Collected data
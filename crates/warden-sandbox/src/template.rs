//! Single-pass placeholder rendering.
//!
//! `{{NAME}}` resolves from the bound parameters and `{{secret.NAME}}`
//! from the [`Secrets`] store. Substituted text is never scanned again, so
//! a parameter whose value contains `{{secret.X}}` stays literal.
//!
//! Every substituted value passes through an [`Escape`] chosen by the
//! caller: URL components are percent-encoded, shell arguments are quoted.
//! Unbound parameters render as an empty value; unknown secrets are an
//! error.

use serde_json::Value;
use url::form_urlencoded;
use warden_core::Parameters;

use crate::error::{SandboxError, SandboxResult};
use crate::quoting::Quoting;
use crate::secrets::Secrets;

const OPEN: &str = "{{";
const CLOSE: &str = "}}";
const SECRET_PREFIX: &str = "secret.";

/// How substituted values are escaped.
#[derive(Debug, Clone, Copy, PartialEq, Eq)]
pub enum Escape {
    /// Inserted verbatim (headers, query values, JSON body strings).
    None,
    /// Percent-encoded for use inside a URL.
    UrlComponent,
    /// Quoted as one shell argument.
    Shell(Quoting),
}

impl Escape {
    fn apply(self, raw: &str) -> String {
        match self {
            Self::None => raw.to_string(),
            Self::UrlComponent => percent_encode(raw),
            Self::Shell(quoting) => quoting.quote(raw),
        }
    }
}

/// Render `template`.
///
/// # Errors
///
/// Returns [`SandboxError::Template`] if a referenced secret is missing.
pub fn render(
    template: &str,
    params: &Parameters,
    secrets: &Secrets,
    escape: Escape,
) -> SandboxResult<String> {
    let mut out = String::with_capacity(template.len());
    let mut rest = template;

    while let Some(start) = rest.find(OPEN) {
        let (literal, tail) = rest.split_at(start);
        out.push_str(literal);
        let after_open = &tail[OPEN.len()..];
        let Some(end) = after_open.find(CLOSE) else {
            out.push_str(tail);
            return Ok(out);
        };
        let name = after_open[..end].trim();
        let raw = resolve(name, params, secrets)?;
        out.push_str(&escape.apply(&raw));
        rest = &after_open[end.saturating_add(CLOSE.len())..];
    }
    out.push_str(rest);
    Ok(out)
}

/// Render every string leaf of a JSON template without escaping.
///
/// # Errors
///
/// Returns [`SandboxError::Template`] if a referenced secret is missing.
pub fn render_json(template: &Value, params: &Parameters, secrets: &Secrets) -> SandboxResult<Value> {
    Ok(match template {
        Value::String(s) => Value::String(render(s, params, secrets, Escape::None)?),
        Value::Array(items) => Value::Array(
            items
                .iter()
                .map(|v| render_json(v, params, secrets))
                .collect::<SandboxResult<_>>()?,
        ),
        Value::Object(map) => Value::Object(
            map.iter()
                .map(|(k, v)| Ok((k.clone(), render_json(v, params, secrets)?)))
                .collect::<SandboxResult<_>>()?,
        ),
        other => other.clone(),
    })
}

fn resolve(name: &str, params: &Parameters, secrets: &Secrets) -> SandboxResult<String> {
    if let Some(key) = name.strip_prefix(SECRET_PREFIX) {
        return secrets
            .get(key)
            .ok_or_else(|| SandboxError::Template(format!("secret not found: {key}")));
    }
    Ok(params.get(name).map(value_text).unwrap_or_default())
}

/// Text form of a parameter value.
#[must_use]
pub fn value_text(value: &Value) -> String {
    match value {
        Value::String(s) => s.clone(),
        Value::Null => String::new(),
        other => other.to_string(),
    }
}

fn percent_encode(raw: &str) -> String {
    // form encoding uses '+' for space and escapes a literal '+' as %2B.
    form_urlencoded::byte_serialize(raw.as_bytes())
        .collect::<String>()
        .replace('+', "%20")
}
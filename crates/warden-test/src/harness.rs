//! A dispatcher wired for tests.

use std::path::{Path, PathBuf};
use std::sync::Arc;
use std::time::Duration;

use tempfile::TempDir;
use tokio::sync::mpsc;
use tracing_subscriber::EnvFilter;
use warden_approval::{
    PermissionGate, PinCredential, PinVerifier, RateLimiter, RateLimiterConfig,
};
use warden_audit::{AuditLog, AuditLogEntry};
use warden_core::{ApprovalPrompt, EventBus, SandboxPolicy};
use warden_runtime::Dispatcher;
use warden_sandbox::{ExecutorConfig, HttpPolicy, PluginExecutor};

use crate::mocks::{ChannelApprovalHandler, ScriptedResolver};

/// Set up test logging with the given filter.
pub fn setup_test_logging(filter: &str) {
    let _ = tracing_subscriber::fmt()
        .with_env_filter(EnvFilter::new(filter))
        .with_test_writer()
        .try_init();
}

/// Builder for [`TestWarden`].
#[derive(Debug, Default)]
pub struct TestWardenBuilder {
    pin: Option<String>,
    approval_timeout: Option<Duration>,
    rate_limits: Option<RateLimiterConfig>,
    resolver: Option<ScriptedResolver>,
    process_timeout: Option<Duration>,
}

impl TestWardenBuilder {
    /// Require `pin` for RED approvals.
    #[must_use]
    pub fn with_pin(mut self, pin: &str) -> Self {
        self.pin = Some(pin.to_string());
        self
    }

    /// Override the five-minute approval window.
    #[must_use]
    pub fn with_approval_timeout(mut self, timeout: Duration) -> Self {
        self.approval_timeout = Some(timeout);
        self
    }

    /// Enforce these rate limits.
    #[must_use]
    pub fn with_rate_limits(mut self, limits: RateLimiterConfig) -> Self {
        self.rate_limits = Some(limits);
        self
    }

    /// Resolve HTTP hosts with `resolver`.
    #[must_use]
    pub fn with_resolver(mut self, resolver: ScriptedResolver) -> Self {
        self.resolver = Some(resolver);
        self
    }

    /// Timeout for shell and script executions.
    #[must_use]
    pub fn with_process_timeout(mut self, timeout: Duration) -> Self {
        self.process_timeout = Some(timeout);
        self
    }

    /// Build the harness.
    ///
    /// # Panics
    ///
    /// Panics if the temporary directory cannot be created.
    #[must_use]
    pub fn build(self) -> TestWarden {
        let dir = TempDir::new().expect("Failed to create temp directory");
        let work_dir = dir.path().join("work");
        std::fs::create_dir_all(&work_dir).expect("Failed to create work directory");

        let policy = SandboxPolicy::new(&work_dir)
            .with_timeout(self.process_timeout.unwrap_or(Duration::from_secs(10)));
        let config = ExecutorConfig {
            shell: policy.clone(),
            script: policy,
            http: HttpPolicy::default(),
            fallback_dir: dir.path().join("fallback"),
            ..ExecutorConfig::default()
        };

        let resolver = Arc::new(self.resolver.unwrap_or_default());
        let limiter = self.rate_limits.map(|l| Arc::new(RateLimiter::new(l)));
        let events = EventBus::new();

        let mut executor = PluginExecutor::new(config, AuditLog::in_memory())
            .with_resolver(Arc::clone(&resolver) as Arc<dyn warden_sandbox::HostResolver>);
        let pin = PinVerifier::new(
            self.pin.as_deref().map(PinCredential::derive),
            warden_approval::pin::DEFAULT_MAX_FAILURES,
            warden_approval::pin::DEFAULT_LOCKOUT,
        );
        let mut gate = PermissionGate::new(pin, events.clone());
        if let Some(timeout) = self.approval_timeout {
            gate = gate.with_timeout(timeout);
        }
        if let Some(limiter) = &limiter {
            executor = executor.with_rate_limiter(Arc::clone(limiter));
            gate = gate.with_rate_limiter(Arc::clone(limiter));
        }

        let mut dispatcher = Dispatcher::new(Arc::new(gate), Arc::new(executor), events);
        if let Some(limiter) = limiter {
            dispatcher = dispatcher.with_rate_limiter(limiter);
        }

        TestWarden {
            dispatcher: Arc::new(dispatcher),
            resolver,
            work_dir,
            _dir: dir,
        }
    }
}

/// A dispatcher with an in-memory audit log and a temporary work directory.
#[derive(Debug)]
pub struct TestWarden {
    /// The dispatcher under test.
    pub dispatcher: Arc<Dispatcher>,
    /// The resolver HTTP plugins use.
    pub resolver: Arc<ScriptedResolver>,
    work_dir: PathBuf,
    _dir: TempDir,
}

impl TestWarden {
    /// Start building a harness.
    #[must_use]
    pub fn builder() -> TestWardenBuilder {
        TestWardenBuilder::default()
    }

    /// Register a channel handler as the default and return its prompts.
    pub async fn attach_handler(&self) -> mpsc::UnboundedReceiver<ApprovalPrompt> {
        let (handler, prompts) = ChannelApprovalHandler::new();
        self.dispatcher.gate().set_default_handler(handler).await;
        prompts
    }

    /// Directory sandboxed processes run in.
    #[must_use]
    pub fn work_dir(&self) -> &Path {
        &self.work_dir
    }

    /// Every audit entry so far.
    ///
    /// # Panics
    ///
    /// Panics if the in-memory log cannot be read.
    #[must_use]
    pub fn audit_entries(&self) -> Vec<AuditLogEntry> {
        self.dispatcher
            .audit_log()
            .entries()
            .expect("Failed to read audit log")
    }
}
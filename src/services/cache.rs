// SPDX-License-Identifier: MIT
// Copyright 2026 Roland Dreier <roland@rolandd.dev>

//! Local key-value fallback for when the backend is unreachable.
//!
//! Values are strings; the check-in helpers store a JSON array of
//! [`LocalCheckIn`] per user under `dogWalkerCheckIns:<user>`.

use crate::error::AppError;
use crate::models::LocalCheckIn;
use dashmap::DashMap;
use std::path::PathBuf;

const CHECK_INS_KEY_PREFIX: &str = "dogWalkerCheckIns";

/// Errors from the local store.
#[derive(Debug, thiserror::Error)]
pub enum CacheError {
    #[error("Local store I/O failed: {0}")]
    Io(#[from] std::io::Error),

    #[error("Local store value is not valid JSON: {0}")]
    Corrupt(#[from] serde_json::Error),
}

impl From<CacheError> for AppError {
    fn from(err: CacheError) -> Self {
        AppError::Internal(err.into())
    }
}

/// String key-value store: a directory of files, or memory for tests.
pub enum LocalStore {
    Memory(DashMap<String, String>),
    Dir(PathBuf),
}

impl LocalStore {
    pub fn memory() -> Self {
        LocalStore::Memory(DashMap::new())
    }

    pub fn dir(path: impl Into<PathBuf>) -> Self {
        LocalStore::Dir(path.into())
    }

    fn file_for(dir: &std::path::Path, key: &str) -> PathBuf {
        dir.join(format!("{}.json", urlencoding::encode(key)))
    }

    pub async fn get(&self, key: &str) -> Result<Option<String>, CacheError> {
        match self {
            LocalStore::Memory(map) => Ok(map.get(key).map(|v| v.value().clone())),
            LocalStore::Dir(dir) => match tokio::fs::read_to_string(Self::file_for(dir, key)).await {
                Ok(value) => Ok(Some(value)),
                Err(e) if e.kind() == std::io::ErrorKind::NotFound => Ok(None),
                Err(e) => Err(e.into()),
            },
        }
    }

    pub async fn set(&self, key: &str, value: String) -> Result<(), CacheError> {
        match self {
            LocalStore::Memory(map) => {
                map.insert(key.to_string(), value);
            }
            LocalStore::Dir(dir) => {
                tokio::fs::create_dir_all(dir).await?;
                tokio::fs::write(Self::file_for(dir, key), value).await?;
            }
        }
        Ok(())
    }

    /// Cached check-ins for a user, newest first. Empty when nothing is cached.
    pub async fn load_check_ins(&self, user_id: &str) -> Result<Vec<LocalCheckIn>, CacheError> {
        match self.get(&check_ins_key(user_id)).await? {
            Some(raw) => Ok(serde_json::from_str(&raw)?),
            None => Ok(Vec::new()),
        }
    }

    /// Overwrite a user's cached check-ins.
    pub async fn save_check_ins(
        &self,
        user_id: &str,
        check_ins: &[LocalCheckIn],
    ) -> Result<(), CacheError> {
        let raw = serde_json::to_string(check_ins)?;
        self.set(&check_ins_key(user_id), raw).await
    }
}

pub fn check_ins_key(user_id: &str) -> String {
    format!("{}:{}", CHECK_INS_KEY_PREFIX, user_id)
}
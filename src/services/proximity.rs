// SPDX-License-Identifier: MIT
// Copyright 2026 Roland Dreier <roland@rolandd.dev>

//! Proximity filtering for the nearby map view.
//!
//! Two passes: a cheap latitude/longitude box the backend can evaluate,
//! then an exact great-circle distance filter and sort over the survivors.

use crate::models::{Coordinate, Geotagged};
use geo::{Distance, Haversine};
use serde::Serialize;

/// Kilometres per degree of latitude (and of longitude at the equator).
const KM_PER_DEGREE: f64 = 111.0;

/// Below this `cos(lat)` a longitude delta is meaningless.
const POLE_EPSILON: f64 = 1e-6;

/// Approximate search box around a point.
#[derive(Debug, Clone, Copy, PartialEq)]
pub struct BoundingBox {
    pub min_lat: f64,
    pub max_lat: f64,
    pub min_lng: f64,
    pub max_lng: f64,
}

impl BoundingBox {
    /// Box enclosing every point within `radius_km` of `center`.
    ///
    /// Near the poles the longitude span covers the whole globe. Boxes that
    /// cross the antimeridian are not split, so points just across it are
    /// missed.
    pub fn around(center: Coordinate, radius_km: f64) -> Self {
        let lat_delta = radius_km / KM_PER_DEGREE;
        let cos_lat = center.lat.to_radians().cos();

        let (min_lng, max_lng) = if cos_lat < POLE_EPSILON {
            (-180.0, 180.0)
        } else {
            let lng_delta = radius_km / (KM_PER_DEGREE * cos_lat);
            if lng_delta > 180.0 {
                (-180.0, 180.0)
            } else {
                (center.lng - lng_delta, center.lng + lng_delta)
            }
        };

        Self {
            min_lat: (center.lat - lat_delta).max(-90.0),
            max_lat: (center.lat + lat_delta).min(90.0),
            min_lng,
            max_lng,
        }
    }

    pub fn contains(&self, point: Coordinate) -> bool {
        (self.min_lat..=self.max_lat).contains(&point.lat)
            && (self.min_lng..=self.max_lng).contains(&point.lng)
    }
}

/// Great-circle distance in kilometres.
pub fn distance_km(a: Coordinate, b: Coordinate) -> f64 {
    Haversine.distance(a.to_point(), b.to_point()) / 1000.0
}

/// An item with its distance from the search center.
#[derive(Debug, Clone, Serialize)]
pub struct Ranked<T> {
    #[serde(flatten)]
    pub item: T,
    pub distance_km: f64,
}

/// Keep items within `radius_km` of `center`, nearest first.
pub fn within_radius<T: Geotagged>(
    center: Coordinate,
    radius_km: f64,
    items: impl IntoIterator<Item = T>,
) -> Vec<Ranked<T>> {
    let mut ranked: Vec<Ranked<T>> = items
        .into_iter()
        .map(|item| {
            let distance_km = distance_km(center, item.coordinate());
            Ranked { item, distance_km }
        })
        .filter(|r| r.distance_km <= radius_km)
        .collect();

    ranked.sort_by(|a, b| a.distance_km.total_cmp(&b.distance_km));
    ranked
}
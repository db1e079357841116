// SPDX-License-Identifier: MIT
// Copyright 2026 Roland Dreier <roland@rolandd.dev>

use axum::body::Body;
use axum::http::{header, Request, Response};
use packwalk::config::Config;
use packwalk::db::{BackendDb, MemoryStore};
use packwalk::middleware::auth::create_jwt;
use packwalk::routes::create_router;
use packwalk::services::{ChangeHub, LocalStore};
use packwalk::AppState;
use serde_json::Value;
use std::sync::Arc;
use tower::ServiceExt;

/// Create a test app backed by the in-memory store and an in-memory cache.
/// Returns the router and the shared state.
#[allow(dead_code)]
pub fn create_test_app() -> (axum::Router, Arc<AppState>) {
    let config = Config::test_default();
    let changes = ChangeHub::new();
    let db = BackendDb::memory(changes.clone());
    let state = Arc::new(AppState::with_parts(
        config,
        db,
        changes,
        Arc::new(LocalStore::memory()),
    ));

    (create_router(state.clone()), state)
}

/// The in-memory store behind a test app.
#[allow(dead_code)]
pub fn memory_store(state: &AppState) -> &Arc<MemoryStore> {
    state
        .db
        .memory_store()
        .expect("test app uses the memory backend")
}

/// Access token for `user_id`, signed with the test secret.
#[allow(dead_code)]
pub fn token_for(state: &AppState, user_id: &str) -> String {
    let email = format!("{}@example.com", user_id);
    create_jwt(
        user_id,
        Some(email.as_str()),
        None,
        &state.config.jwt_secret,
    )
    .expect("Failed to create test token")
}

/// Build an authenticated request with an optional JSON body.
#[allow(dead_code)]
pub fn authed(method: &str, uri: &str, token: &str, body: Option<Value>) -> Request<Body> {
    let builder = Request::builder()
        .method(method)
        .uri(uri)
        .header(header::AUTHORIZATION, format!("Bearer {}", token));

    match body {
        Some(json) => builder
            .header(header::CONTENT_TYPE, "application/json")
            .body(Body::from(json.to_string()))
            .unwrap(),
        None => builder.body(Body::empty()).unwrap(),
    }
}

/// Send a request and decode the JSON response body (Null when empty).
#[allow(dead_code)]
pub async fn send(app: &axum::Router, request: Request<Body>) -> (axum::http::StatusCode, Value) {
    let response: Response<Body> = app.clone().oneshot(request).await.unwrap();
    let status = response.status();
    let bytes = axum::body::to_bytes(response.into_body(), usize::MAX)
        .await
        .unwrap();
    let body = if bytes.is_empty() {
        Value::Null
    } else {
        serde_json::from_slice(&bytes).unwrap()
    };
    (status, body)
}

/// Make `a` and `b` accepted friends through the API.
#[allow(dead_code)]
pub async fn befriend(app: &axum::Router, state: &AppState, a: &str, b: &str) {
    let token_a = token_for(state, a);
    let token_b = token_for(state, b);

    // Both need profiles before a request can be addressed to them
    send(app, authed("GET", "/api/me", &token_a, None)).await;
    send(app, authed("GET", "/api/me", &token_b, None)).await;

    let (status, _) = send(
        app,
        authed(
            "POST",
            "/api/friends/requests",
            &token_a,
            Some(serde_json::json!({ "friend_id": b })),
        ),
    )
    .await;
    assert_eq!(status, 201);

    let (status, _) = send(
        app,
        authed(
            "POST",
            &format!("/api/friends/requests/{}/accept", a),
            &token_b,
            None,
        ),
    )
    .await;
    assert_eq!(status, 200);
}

[What to do]:
When a line in the data contains "PartialEq", return it as written.

[Task response]:
#[derive(Debug, Clone, Copy, PartialEq, Eq)]
#[derive(Debug, Clone, Copy, PartialEq)]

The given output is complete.